In sex therapy sessions, one of the things that you look at is whether or not you want to keep your desire and fantasy private. Then I would have you ask yourself what your motivation is for keeping it private. For example, do you want deliberately keep in fantasy? Or, are you simply keeping it private because you are ashamed? If it’s shame, you may consider braving it, and discussing it with your partner.
Trust is extremely important in sharing non-traditional desire. If you’re going to get vulnerable and share this, you want want to know that you’re partner is going to try to hear you out. This doesn’t always mean it’s easy for partners. Unfortunately, our society can be quite judgmental about sexual desire. The good news is that most partners are more supportive than you would think.
Consent is always the key word in any negotiation.
I have seen many people who have ruined their relationships by exploring their desire, without letting their partner know it. This creates distrust, but it can also be traumatic for partners as well. If you’re going to share these experiences with others, you have to be brave. You have to open up discussion with your partner. I know there is a risk of rejection. There is even some risk of your partner saying it crosses a line and they can’t be in the relationship with you anymore. I also know that that is a very scary step to take. It’s risky to share this part of who you are. However, you have to if you’re going to negotiate anything with your partner.

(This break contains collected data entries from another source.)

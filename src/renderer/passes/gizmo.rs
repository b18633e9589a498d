//! Gizmo Pass
//!
//! Draws the translate gizmo (three colored axis lines) anchored at the
//! selected component. Renders without a depth attachment so the gizmo stays
//! visible through scene geometry.

use glam::{Mat4, Vec3, Vec4};
use wgpu::util::DeviceExt;

use super::{
    FrameContext, PassInit, RenderPass, apply_viewport, single_uniform_bind_group,
    uniform_layout_entry,
};
use crate::renderer::pipeline::{
    CompileRequest, LineVertex, PipelineKey, ShaderStage, VertexLayout, fx_hash_key,
};
use crate::renderer::viewport::Viewport;
use crate::renderer::{CAMERA_BUFFER, GIZMO_BUFFER};
use crate::resources::uniforms::HelperUniforms;
use crate::scene::Scene;

const VERTEX_KEY: &str = "GizmoVertexShader";
const PIXEL_KEY: &str = "GizmoPixelShader";
const SOURCE: &str = "gizmo";

const AXIS_LENGTH: f32 = 1.2;

struct GpuState {
    camera_layout: wgpu::BindGroupLayout,
    gizmo_layout: wgpu::BindGroupLayout,
    camera_bind_group: wgpu::BindGroup,
    gizmo_bind_group: wgpu::BindGroup,
    axis_buffer: wgpu::Buffer,
    axis_vertex_count: u32,
}

pub struct GizmoRenderPass {
    anchor: Option<Vec3>,
    gpu: Option<GpuState>,
}

impl GizmoRenderPass {
    #[must_use]
    pub fn new() -> Self {
        Self {
            anchor: None,
            gpu: None,
        }
    }

    fn axis_vertices() -> Vec<LineVertex> {
        let red = [0.9, 0.15, 0.15, 1.0];
        let green = [0.15, 0.9, 0.15, 1.0];
        let blue = [0.2, 0.35, 0.95, 1.0];
        vec![
            LineVertex::new([0.0, 0.0, 0.0], red),
            LineVertex::new([AXIS_LENGTH, 0.0, 0.0], red),
            LineVertex::new([0.0, 0.0, 0.0], green),
            LineVertex::new([0.0, AXIS_LENGTH, 0.0], green),
            LineVertex::new([0.0, 0.0, 0.0], blue),
            LineVertex::new([0.0, 0.0, AXIS_LENGTH], blue),
        ]
    }
}

impl Default for GizmoRenderPass {
    fn default() -> Self {
        Self::new()
    }
}

impl RenderPass for GizmoRenderPass {
    fn name(&self) -> &'static str {
        "Gizmo Pass"
    }

    fn initialize(&mut self, init: &mut PassInit<'_>) {
        if let Err(e) = init.shaders.register_vertex(
            VERTEX_KEY,
            CompileRequest::new(SOURCE, "vs_main", ShaderStage::Vertex),
        ) {
            log::error!("Failed to compile vertex shader '{VERTEX_KEY}': {e}");
        }
        if let Err(e) = init.shaders.register_pixel(
            PIXEL_KEY,
            CompileRequest::new(SOURCE, "fs_main", ShaderStage::Pixel),
        ) {
            log::error!("Failed to compile pixel shader '{PIXEL_KEY}': {e}");
        }
        init.shaders
            .register_input_layout(VERTEX_KEY, VertexLayout::line());

        let device = init.device;
        let camera_layout = device.create_bind_group_layout(&wgpu::BindGroupLayoutDescriptor {
            label: Some("Gizmo Camera Layout"),
            entries: &[uniform_layout_entry(0, wgpu::ShaderStages::VERTEX, false)],
        });
        let gizmo_layout = device.create_bind_group_layout(&wgpu::BindGroupLayoutDescriptor {
            label: Some("Gizmo Helper Layout"),
            entries: &[uniform_layout_entry(
                0,
                wgpu::ShaderStages::VERTEX_FRAGMENT,
                false,
            )],
        });

        let (Some(camera_buffer), Some(gizmo_buffer)) = (
            init.buffers.get(CAMERA_BUFFER),
            init.buffers.get(GIZMO_BUFFER),
        ) else {
            log::error!("Constant buffers missing, gizmo pass disabled");
            return;
        };
        let camera_bind_group = single_uniform_bind_group(
            device,
            "Gizmo Camera BindGroup",
            &camera_layout,
            camera_buffer,
        );
        let gizmo_bind_group = single_uniform_bind_group(
            device,
            "Gizmo Helper BindGroup",
            &gizmo_layout,
            gizmo_buffer,
        );

        let vertices = Self::axis_vertices();
        let axis_buffer = device.create_buffer_init(&wgpu::util::BufferInitDescriptor {
            label: Some("Gizmo Axes"),
            contents: bytemuck::cast_slice(&vertices),
            usage: wgpu::BufferUsages::VERTEX,
        });

        self.gpu = Some(GpuState {
            camera_layout,
            gizmo_layout,
            camera_bind_group,
            gizmo_bind_group,
            axis_buffer,
            axis_vertex_count: vertices.len() as u32,
        });
    }

    fn prepare_render(&mut self, scene: &Scene) {
        self.anchor = scene
            .selected_component()
            .map(crate::scene::SceneComponent::position);
    }

    fn render(&mut self, frame: &mut FrameContext<'_>, viewport: &Viewport) {
        let Some(anchor) = self.anchor else {
            return;
        };
        let Some(gpu) = &self.gpu else {
            return;
        };
        let (Some(vertex), Some(pixel)) = (
            frame.shaders.vertex_by_key(VERTEX_KEY),
            frame.shaders.pixel_by_key(PIXEL_KEY),
        ) else {
            return;
        };
        let Some(input_layout) = frame.shaders.input_layout_by_key(VERTEX_KEY) else {
            return;
        };
        let vertex = vertex.clone();
        let pixel = pixel.clone();
        let input_layout = input_layout.clone();

        let uniforms = HelperUniforms {
            model: Mat4::from_translation(anchor),
            color: Vec4::ONE,
        };
        frame.buffers.update(frame.queue, GIZMO_BUFFER, &uniforms);

        let device = frame.device;
        let color_format = frame.color_format;

        let vs_module = frame.modules.get_or_create(device, &vertex).clone();
        let ps_module = frame.modules.get_or_create(device, &pixel).clone();

        let key = PipelineKey {
            pass: "gizmo",
            vertex_hash: vertex.source_hash(),
            pixel_hash: pixel.source_hash(),
            aux: fx_hash_key(&color_format),
        };
        let pipeline = frame
            .pipelines
            .get_or_create(&key, || {
                let pipeline_layout =
                    device.create_pipeline_layout(&wgpu::PipelineLayoutDescriptor {
                        label: Some("Gizmo Pipeline Layout"),
                        bind_group_layouts: &[Some(&gpu.camera_layout), Some(&gpu.gizmo_layout)],
                        immediate_size: 0,
                    });
                device.create_render_pipeline(&wgpu::RenderPipelineDescriptor {
                    label: Some("Gizmo Pipeline"),
                    layout: Some(&pipeline_layout),
                    vertex: wgpu::VertexState {
                        module: &vs_module,
                        entry_point: Some("vs_main"),
                        buffers: &[input_layout.as_wgpu()],
                        compilation_options: Default::default(),
                    },
                    fragment: Some(wgpu::FragmentState {
                        module: &ps_module,
                        entry_point: Some("fs_main"),
                        targets: &[Some(wgpu::ColorTargetState {
                            format: color_format,
                            blend: Some(wgpu::BlendState::REPLACE),
                            write_mask: wgpu::ColorWrites::ALL,
                        })],
                        compilation_options: Default::default(),
                    }),
                    primitive: wgpu::PrimitiveState {
                        topology: wgpu::PrimitiveTopology::LineList,
                        ..Default::default()
                    },
                    // Gizmos draw on top of everything; no depth attachment.
                    depth_stencil: None,
                    multisample: wgpu::MultisampleState::default(),
                    multiview_mask: None,
                    cache: None,
                })
            })
            .clone();

        let camera_bind_group = gpu.camera_bind_group.clone();
        let gizmo_bind_group = gpu.gizmo_bind_group.clone();

        let mut rpass = frame.encoder.begin_render_pass(&wgpu::RenderPassDescriptor {
            label: Some("Gizmo Pass"),
            color_attachments: &[Some(wgpu::RenderPassColorAttachment {
                view: frame.color_view,
                resolve_target: None,
                ops: wgpu::Operations {
                    load: wgpu::LoadOp::Load,
                    store: wgpu::StoreOp::Store,
                },
                depth_slice: None,
            })],
            ..Default::default()
        });
        apply_viewport(&mut rpass, viewport.rect);
        rpass.set_pipeline(&pipeline);
        rpass.set_bind_group(0, &camera_bind_group, &[]);
        rpass.set_bind_group(1, &gizmo_bind_group, &[]);
        rpass.set_vertex_buffer(0, gpu.axis_buffer.slice(..));
        rpass.draw(0..gpu.axis_vertex_count, 0..1);
    }

    fn clear_render_arr(&mut self) {
        self.anchor = None;
    }
}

When you open this doorway, you might actually feel closer with your partner, and vice versa. All of the sudden, you have walked through shame, and trusted your partner with an important piece of your story.
Kink isn’t an addiction.
I have worked with clients who compartmentalize, and step into kink without really wanting to. For them, they struggle with mindlessness in their behavior. They might also struggle with knowing who they are. Therapy can help with this.
Most of the time, non-traditional desires are just that… non-traditional desires within a person. They are a part of who you are as a person. They are a way of expression. Sometimes they are a need for a lifestyle.
While you unpack your needs and open up, you can discuss how this is to be a part of your life. It may be a part of your current relationship. It might just be something that you want your partner to know about you. Many feel validated when they are able to share this openly, without shame.
You might also revisit your relationship agreements. As long as you are doing this in a mindful, consensual way, your relationship may become more open to others. Your partner may say they aren’t able to offer you the needs you shared, but may be open to you experiencing those with others.
Consider sex therapy.
Sex therapists usually have specific training and exposure to kink. Being aware helps them be affirming, while offering you a safe place to make decisions for yourself in your relationship. You can open up lines of communication, share boundaries, and develop new contracts within a safe setting. I recommend you look at the National Coalition for Sexual Freedom’s directory of Kink-Affirming Professionals. This can help you find someone who will encourage you to explore your own levels of authenticity in a sex-positive way.